## Try it
Reproduce exactly the span of lines that opens with the line containing "from the wallet." and closes with the last line of the entries below.

<<<<

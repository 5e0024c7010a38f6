//! Core of the EVM transaction test harness.
//!
//! This crate ties the wallet and chain-reader capabilities together:
//! - [`monitoring::confirmation`] waits for a submitted transaction's receipt
//!   and turns a failed status into an error carrying an explorer link
//! - [`monitoring::scanner`] walks the chain backward from the head to find an
//!   address's most recent transaction within a time budget
//! - [`report`] computes cost and balance for the located transaction
//! - [`harness`] runs a transactional test body through all of the above

use harness_account::AccountError;
use harness_chain::ChainError;
use harness_config::ConfigError;
use harness_types::TransactionHash;
use std::time::Duration;
use thiserror::Error;

pub mod fixtures;
pub mod harness;
pub mod monitoring;
pub mod report;

#[cfg(test)]
pub(crate) mod test_support;

pub use harness::TransactionTest;
pub use monitoring::{ConfirmationMonitor, TransactionScanner};
pub use report::{ConsoleSink, ReportSink, TracingSink, TransactionReport, TransactionReporter};

/// Errors surfaced by harness operations.
#[derive(Debug, Error)]
pub enum HarnessError {
	/// The transaction was mined but reverted.
	#[error("Transaction failed to complete. See more details: {explorer_url}")]
	TransactionFailed {
		hash: TransactionHash,
		explorer_url: String,
	},
	/// The historical scan ran out of time before finding a match. Nothing is
	/// known about whether a match exists.
	#[error(
		"Transaction scan exceeded its {timeout:?} budget after {blocks_scanned} blocks without a result"
	)]
	ScanTimeout {
		timeout: Duration,
		blocks_scanned: u64,
	},
	/// Error reading chain state.
	#[error(transparent)]
	Chain(#[from] ChainError),
	/// Error from the wallet.
	#[error(transparent)]
	Account(#[from] AccountError),
	/// Error loading or using configuration.
	#[error(transparent)]
	Config(#[from] ConfigError),
}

>>>>

## Task result
	/// Error from the wallet.
	#[error(transparent)]
	Account(#[from] AccountError),
	/// Error loading or using configuration.
	#[error(transparent)]
	Config(#[from] ConfigError),
}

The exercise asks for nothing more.